Catalán, a 35-year-old Guatemalan immigrant, made the invitation Thursday morning at J’s Luncheonette at 48 Middletown Ave. in New Haven, a Guatemalan-Mexican restaurant tucked into an industrial stretch below I‑91.
The cook echoed widespread outrage over comments East Haven Mayor Joseph Maturo made Tuesday after the feds arrested four of his cops for allegedly targeting, brutalizing, and falsely arresting Latinos as a matter of course, and then lying about it with the help of higher-ups. When a reporter from New York’s WPIX TV asked Maturo what he’d do for the Latino community, he responded, “I might have tacos when I get home.” (Watch it here.)
The remarks brought Catalán to tears Thursday as she discussed the sacrifice she has made to support her 11-year-old son and family in Guatemala.
She said she moved to New Haven five years ago from the countryside outside Salamá, Guatemala. She and her husband moved to the States to find work to support their family back home, she said.
When she got to New Haven, Catalán spent two years doing construction work as part of a roofing crew.
“I worked like a man,” she said. She said it was intimidating at first to work so high up in the air, but she did it for her son.
Three years ago, she left the roofing business to join the kitchen at J’s Luncheonette, a cozy hut tucked between the American Medical Response and the city’s public works department.
The business is named after Jorge Marroquin, who owns the restaurant along with his wife, Gilda. The couple hails from Guatemala City; they serve a mix of Guatemalan and Mexican food.
Catalán started work at 9 a.m. Thursday, chopping toppings for tacos and preparing beans and sauces for the day’s lunch rush. In a break from food preparation, she was asked about Maturo’s comments. Gilda Marroquin explained what East Haven’s mayor had said.
Catalán quickly began to cry.
She said Latinos don’t come to America to “take anything from anyone.”
“One comes to work,” she said, to provide a better life for the next generation. She’s now raising a 1‑year-old baby, whom she cares for when she’s finished with her six-hour shift.
“We’re helping our families,” Catalán said.
Marroquin, who’s been in New Haven for 33 years, added that immigrants aren’t just helping their own families, but providing a backbone of labor that sustains the economy.
Catalán said it hurts to hear discriminatory remarks, when “we’re struggling” to move forward in life, at a great sacrifice.
“We’re very far away from our families,” she said.
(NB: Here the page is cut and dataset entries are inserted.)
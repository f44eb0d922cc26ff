pub(super) const ROOT_LONG_ABOUT: &str = "\
Integrity checking for append-only directory trees

Hashcheck records a fingerprint and size for every file in a directory tree and
later tells you which files were added, changed or lost. It is meant for trees that
only ever grow, such as photo archives or document stores, where any change to an
existing file is a sign of damage.

CORE CONCEPTS:

  .hashcheck:
    The committed manifest at the top of a tree. One line per file:
      <fingerprint> <size> <path>
    sorted by path. Paths start with './'. Nested trees with their own manifest
    are recorded by the outer tree like any other file, except that names
    starting with '.' are never recorded.

  .hashcheck.new:
    A candidate manifest left behind by verify, subset or update when they find
    differences. Nothing changes the committed manifest until you run accept.

  Record modes:
    - hash (default): the fingerprint is the SHA-256 of the content
    - metadata (--metadata): the fingerprint is the modification time, which is
      fast but misses a same-size rewrite that keeps the old mtime

TYPICAL WORKFLOW:

  1. Record a tree once:
     $ hashcheck create /archive

  2. After copying in new files, record just those:
     $ hashcheck expand /archive

  3. Periodically check everything:
     $ hashcheck verify /archive

  4. If verify reports changes you expected, record them:
     $ hashcheck accept /archive

COMMANDS:

  create   Record every file of a tree that has no manifest yet.
  expand   Record files missing from the manifest. Existing entries are kept.
  update   Like expand, and propose dropping entries whose files are gone.
  verify   Re-record every file and compare against the manifest.
  subset   Re-record only the files listed in .hashcheck.subset (or --list).
  sample   Re-record a random fraction of the manifest and compare directly.
  accept   Replace the committed manifest with the candidate.
  review   Report trees holding files newer than their manifest.
  backup   Bring the tree named in .hashcheck.backup in line with this one.
  match    List files with identical fingerprint and size across trees.

MANY TREES AT ONCE:

  Every command except create and match accepts --find, which treats each DIR
  as a root and processes every directory below it that holds a manifest:
    $ hashcheck verify --find /archive /photos

EXIT STATUS:

  0    everything clean
  1    changed or lost files, failed samples, or a directory that failed
  2    invalid command line
  3    clean, but a candidate awaits accept or a tree needs verify
  4    a target is not a directory, or --find found no manifests
  255  any other fatal error, such as an unreadable config file

CONFIGURATION:

  An optional TOML file, named by --config or $HASHCHECK_CONFIG:
    mode = \"hash\"          # or \"metadata\"
    sample_rate = 0.01
    sample_seed = 42       # optional, makes sample repeatable
  Command line flags take precedence over the file.

For detailed help on any command, use:
  hashcheck <command> --help
";

pub(super) const SAMPLE_LONG_ABOUT: &str = "\
Re-record a random fraction of the manifest

Each manifest entry is selected independently with probability RATE (default 0.01,
or sample_rate from the config file). Selected files are re-recorded and compared
directly against their entries; a missing file counts as a failure. No candidate
manifest is written, so sample never needs accept.

With --seed (or sample_seed in the config file) the same entries are selected on
every run, which is useful for reproducing a failure.
";

pub(super) const BACKUP_LONG_ABOUT: &str = "\
Synchronize a backup copy of the tree

The backup target is the absolute directory path on the first line of
.hashcheck.backup. The target must already hold a manifest. Its manifest is
compared with this tree's committed manifest; if they differ, the pending copies
and deletions are listed and you are asked to confirm them (skip with --yes).

On confirmation, files lost here are deleted from the target, added and changed
files are copied over with their modification times, and finally the manifest
itself is copied so both sides match.

Backup refuses to run while this tree has a candidate awaiting accept.
";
When her son turns 12 on Sunday, she won’t be there to celebrate with him.
It’s painful to be split in two, she said: “You keep half a heart here, and half a heart in your country.”
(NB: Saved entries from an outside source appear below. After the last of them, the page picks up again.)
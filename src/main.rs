mod backup;
mod batch;
mod cli;
mod config;
mod diff;
mod duplicates;
mod interrupt;
mod manifest;
mod record;
mod report;
mod tree;
mod workflow;

use anyhow::Context as _;
use backup::{AssumeYes, Confirm, StdinConfirm};
use batch::BatchStatus;
use cli::{Cli, Command, Targets};
use config::Config;
use interrupt::Interrupt;
use record::RecordMode;
use std::fmt as stdfmt;
use std::io::{IsTerminal, stderr};
use std::path::PathBuf;
use std::process::ExitCode;
use tracing::{Event, Level, Subscriber, debug, error};
use tracing_subscriber::filter::{EnvFilter, LevelFilter};
use tracing_subscriber::fmt as tracing_fmt;
use tracing_subscriber::fmt::FmtContext;
use tracing_subscriber::fmt::format::{FormatEvent, FormatFields, Writer};
use tracing_subscriber::prelude::*;
use tracing_subscriber::registry::LookupSpan;
use workflow::{Context, Mode};

struct HashcheckExitCode;

impl HashcheckExitCode {
    /// Exit code used when changed or lost files, failed samples or failed
    /// directories were found.
    const PROBLEMS: u8 = 1;

    /// Exit code used when everything is clean but a candidate awaits accept
    /// or a tree needs verify.
    const PENDING: u8 = 3;

    /// Exit code used when the target directories cannot be resolved.
    const DISCOVERY: u8 = 4;

    /// Exit code used for other errors (unreadable config, etc.).
    const ANY_ERROR: u8 = 255;

    fn for_status(status: BatchStatus) -> u8 {
        match status {
            BatchStatus::Clean => 0,
            BatchStatus::Pending => Self::PENDING,
            BatchStatus::Problems => Self::PROBLEMS,
        }
    }
}

/// Per-invocation settings after merging the config file and flags.
struct Settings {
    record_mode: RecordMode,
    sample_rate: f64,
    sample_seed: Option<u64>,
    subset_list: Option<PathBuf>,
    assume_yes: bool,
}

impl Settings {
    fn new(config: &Config, metadata: bool) -> Self {
        Settings {
            record_mode: if metadata {
                RecordMode::Metadata
            } else {
                config.mode
            },
            sample_rate: config.sample_rate,
            sample_seed: config.sample_seed,
            subset_list: None,
            assume_yes: false,
        }
    }
}

fn main() -> ExitCode {
    let cli = Cli::parse();

    init_tracing(cli.verbose, cli.log_level);
    interrupt::install_handlers();

    match run(cli) {
        Ok(code) => ExitCode::from(code),
        Err(err) => {
            error!("{err:#}");
            ExitCode::from(HashcheckExitCode::ANY_ERROR)
        }
    }
}

fn run(cli: Cli) -> anyhow::Result<u8> {
    let config = Config::resolve(cli.config.as_deref()).context("Failed to load configuration")?;
    let mut settings = Settings::new(&config, cli.metadata);

    let (mode, targets) = match cli.command {
        Command::Create { dirs } => (Mode::Create, Targets { find: false, dirs }),
        Command::Expand { targets } => (Mode::Expand, targets),
        Command::Verify { targets } => (Mode::Verify, targets),
        Command::Subset { targets, list } => {
            settings.subset_list = list;
            (Mode::Subset, targets)
        }
        Command::Sample {
            targets,
            rate,
            seed,
        } => {
            if let Some(rate) = rate {
                settings.sample_rate = rate;
            }
            if seed.is_some() {
                settings.sample_seed = seed;
            }
            (Mode::Sample, targets)
        }
        Command::Accept { targets } => (Mode::Accept, targets),
        Command::Review { targets } => (Mode::Review, targets),
        Command::Update { targets } => (Mode::Update, targets),
        Command::Backup { targets, yes } => {
            settings.assume_yes = yes;
            (Mode::Backup, targets)
        }
        Command::Match { dirs } => return Ok(handle_match(&dirs)),
    };

    Ok(handle_batch(mode, targets, settings))
}

fn handle_batch(mode: Mode, targets: Targets, settings: Settings) -> u8 {
    let dirs = match batch::resolve_targets(&targets.dirs, targets.find) {
        Ok(dirs) => dirs,
        Err(err) => {
            error!("{err}");
            return HashcheckExitCode::DISCOVERY;
        }
    };

    let provider = record::provider_for(settings.record_mode);
    debug!(
        "Running {} in {} mode on {} directories",
        mode,
        provider.mode(),
        dirs.len()
    );

    let confirm: &dyn Confirm = if settings.assume_yes {
        &AssumeYes
    } else {
        &StdinConfirm
    };

    let ctx = Context {
        provider: provider.as_ref(),
        sample_rate: settings.sample_rate,
        sample_seed: settings.sample_seed,
        subset_list: settings.subset_list,
        confirm,
        interrupt: Interrupt::global(),
    };

    let summary = batch::run_batch(&dirs, mode, &ctx);
    report::print_summary(&summary);

    HashcheckExitCode::for_status(summary.status())
}

fn handle_match(dirs: &[PathBuf]) -> u8 {
    let scans = duplicates::find_duplicates(dirs);
    report::print_scans(&scans);
    0
}

fn init_tracing(verbose: u8, log_level: Option<LevelFilter>) {
    let stderr_is_terminal = stderr().is_terminal();
    let formatter = EmojiFormatter { stderr_is_terminal };

    let filter = match (log_level, verbose) {
        (Some(level), _) => EnvFilter::default().add_directive(level.into()),
        (None, 0) => {
            EnvFilter::try_from_default_env().unwrap_or_else(|_| EnvFilter::new("warn"))
        }
        (None, 1) => EnvFilter::new("info"),
        (None, _) => EnvFilter::new("debug"),
    };

    let fmt_layer = tracing_fmt::layer()
        .event_format(formatter)
        .with_writer(std::io::stderr);

    tracing_subscriber::registry()
        .with(filter)
        .with(fmt_layer)
        .init();
}

struct EmojiFormatter {
    stderr_is_terminal: bool,
}


impl<S, N> FormatEvent<S, N> for EmojiFormatter
where
    S: Subscriber + for<'a> LookupSpan<'a>,
    N: for<'a> FormatFields<'a> + 'static,
{
    fn format_event(
        &self,
        ctx: &FmtContext<'_, S, N>,
        mut writer: Writer<'_>,
        event: &Event<'_>,
    ) -> stdfmt::Result {
        if self.stderr_is_terminal {
            match *event.metadata().level() {
                Level::DEBUG => write!(writer, "🔍 ")?,
                Level::INFO => write!(writer, "ℹ️ ")?,
                Level::WARN => write!(writer, "⚠️  ")?,
                Level::ERROR => write!(writer, "❌️ ")?,
                _ => {}
            }
        } else {
            match *event.metadata().level() {
                Level::DEBUG => writer.write_str("DEBUG: ")?,
                Level::INFO => writer.write_str("INFO: ")?,
                Level::WARN => writer.write_str("WARN: ")?,
                Level::ERROR => writer.write_str("ERROR: ")?,
                _ => {}
            }
        }

        ctx.format_fields(writer.by_ref(), event)?;
        writeln!(writer)
    }
}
Catalán and Marroquin invited Maturo to come to their restaurant to better understand what Latino immigrants are going through.
Catalán said she’d make him one of each kind of taco the restaurant offers: tacos al pastor, carne enchilada, carne asada, pollo and lengua de rez.
She said she’d feed him so much that “he will become very fat.”
“I want him to see the sacrifice that one makes” to live as an immigrant in this country, she said, and the all the hard work that’s involved.
To make the tacos, the meat needs to be cooked for three hours. The hand-made tamales take five hours, she said.
To prepare the beans alone, she boils dry beans for three hours, blends the beans into a smooth texture, then cooks them for three more hours with onion and lard.
Catalán prepared three tacos Thursday morning, carefully heating the corn tortillas on a grill, scooping in the meat, then pinching the right amount of lettuce, cilantro, tomato and cheese on top.
She learned to make the tacos from a Mexican woman when she started working at J’s Luncheonette. While Maturo referred to “tacos” as the token Latino meal, they’re predominantly prepared in Mexico. Other Latino cuisines have a wide range of other foods.
Around 11 a.m., Catalán set to work on her next project — making a Guatemalan specialty called pipián rojo, which is made with chicken, vegetables and a spicy red sauce over rice.
“You should see” what that dish involves, she said. The process will take “many more hours.”
If Maturo makes the trip to New Haven, he might get a taste of that dish, too.